§ **TASK BRIEF**
Among the lines below, keep only those from the one containing "criterion_group!(sc, scanline::scanline);" through the one containing "pub enum Engine", and reproduce them exactly.

§ **DATA**

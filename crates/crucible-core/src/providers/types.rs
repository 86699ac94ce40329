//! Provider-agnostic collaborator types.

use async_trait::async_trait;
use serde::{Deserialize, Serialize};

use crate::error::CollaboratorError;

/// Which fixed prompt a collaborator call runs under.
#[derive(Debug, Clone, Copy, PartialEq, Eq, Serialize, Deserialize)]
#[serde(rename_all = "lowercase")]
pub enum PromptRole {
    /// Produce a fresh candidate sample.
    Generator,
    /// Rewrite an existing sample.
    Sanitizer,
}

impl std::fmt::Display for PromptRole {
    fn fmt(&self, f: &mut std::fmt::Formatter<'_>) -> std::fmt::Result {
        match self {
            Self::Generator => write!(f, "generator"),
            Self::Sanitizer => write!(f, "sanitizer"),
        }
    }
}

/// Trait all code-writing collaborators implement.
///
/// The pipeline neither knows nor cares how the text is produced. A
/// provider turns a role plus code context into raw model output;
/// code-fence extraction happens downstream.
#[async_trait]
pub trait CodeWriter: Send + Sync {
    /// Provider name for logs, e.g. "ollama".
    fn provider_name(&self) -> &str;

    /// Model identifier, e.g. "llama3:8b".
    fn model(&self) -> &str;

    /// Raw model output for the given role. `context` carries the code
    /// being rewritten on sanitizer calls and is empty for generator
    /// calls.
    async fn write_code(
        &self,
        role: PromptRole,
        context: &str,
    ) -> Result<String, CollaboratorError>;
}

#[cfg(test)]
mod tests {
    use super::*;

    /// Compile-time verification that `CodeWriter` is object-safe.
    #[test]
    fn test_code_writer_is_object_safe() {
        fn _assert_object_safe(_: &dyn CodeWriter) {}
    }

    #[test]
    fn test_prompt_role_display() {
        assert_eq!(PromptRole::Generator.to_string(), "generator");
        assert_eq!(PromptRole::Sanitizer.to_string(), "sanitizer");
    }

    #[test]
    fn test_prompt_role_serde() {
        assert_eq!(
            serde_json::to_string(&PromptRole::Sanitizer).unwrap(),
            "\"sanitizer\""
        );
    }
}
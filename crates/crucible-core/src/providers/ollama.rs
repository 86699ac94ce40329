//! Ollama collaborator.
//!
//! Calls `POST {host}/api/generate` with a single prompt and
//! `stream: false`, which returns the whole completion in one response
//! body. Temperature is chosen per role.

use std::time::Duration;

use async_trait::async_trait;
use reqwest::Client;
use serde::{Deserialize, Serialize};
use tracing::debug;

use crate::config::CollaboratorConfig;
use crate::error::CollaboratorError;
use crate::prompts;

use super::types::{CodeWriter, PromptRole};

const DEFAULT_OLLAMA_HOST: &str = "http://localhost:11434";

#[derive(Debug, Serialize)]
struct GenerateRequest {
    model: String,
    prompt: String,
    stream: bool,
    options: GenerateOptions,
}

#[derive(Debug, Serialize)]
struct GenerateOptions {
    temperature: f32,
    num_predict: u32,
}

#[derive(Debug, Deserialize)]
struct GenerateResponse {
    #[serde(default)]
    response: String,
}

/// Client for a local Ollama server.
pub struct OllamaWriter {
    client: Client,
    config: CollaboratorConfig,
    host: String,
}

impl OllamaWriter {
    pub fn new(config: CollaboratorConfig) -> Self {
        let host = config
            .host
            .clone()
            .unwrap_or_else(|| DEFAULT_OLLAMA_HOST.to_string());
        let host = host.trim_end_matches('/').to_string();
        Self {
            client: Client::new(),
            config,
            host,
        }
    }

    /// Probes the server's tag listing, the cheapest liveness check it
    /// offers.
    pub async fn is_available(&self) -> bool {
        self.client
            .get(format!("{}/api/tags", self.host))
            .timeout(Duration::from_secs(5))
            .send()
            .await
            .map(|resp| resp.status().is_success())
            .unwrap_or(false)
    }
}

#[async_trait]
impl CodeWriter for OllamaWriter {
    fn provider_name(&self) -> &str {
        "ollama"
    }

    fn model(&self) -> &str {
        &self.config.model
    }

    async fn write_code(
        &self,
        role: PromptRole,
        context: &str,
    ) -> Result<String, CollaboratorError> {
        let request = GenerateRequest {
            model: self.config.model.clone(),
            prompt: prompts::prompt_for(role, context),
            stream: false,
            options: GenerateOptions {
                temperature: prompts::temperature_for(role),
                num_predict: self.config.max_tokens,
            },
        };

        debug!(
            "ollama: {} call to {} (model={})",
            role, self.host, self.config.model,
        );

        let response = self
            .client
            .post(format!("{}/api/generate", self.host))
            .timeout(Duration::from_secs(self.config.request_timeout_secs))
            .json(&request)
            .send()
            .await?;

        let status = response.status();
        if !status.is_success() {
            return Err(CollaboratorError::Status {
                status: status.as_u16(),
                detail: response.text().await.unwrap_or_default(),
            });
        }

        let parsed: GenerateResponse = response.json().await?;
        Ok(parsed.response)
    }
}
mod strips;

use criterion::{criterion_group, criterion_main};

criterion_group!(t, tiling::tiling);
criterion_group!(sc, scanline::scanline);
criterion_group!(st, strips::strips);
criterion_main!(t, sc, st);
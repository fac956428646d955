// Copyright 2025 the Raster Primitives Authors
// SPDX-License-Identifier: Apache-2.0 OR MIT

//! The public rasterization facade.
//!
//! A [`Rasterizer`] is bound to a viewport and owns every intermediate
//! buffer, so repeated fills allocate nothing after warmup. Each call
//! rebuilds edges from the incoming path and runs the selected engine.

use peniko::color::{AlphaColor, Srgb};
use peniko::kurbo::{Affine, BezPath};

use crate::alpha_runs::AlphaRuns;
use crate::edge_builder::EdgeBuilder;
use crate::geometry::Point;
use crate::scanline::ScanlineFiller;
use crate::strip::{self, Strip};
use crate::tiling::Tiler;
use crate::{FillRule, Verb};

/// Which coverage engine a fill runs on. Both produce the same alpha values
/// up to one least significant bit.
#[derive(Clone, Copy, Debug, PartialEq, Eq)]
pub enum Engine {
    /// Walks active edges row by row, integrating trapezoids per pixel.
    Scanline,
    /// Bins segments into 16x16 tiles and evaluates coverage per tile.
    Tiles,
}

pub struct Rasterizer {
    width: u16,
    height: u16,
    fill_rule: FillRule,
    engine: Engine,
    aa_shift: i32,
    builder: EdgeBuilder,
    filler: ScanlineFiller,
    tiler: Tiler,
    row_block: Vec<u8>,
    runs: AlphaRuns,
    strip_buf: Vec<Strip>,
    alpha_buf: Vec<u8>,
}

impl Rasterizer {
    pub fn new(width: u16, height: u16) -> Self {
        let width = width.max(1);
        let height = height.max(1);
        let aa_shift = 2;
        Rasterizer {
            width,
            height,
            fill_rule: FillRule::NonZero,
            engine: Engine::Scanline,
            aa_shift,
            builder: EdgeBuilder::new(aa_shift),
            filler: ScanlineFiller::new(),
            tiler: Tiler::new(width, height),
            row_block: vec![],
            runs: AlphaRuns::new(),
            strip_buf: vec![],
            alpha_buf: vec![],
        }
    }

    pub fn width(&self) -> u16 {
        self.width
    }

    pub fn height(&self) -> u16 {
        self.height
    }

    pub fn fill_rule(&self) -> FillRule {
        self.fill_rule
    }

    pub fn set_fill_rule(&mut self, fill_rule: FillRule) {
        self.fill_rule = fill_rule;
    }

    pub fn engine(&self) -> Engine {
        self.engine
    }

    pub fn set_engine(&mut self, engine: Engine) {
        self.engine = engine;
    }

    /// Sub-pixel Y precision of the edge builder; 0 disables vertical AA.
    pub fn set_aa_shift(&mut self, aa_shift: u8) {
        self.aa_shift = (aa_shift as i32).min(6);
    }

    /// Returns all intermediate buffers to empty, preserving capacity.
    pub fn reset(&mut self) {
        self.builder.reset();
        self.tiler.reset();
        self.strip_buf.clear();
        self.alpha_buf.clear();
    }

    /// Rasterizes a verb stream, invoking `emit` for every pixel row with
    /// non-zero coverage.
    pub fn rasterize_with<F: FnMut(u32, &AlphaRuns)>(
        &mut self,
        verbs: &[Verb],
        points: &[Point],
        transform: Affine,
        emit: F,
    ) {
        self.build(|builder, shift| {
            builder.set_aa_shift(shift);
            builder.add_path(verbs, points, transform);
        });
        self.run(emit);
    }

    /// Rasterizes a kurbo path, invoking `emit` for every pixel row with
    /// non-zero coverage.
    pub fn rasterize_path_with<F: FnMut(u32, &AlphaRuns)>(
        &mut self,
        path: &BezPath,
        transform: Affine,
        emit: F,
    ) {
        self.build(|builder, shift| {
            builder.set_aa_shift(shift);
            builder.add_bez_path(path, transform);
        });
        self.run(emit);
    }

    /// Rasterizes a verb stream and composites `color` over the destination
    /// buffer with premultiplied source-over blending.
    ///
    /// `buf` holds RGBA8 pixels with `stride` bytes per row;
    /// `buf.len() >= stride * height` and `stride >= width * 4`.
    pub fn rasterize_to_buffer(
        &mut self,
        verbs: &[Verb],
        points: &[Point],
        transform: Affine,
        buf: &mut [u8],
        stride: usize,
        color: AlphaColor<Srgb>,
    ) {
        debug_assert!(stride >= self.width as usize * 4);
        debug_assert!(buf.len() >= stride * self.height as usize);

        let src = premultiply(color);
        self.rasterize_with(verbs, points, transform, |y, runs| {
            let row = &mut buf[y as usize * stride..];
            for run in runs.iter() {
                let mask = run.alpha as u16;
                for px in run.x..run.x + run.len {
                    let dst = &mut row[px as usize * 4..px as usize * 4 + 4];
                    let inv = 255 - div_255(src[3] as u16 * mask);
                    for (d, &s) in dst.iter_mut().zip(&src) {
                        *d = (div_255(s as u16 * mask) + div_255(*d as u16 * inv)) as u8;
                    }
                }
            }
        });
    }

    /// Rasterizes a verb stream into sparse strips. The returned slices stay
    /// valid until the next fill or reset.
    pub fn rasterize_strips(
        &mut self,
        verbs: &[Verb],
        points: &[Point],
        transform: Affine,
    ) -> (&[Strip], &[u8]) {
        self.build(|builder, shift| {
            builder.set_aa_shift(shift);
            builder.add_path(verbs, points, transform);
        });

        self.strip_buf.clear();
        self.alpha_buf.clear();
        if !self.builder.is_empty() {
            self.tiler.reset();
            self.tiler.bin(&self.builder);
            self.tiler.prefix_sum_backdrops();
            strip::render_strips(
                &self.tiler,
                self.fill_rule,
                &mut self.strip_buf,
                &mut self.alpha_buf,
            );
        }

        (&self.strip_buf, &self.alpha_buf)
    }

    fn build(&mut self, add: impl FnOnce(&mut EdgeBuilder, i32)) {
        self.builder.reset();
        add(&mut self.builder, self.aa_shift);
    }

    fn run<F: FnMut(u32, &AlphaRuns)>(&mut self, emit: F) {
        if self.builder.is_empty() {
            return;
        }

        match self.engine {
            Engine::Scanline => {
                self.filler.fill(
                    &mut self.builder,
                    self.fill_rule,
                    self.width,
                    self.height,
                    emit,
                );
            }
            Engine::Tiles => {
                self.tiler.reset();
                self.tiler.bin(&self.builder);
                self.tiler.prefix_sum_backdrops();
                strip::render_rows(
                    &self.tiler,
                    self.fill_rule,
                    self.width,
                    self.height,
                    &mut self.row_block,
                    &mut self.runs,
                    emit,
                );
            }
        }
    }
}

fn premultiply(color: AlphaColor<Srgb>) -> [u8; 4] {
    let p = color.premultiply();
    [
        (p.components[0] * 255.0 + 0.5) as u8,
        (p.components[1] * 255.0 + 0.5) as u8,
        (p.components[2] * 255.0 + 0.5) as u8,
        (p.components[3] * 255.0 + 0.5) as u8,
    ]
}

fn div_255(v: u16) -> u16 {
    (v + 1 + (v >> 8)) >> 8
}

§ **THE ANSWER**
criterion_group!(sc, scanline::scanline);
criterion_group!(st, strips::strips);
criterion_main!(t, sc, st);
repository fac956428646d955
// Copyright 2025 the Raster Primitives Authors
// SPDX-License-Identifier: Apache-2.0 OR MIT

//! The public rasterization facade.
//!
//! A [`Rasterizer`] is bound to a viewport and owns every intermediate
//! buffer, so repeated fills allocate nothing after warmup. Each call
//! rebuilds edges from the incoming path and runs the selected engine.

use peniko::color::{AlphaColor, Srgb};
use peniko::kurbo::{Affine, BezPath};

use crate::alpha_runs::AlphaRuns;
use crate::edge_builder::EdgeBuilder;
use crate::geometry::Point;
use crate::scanline::ScanlineFiller;
use crate::strip::{self, Strip};
use crate::tiling::Tiler;
use crate::{FillRule, Verb};

/// Which coverage engine a fill runs on. Both produce the same alpha values
/// up to one least significant bit.
#[derive(Clone, Copy, Debug, PartialEq, Eq)]
pub enum Engine {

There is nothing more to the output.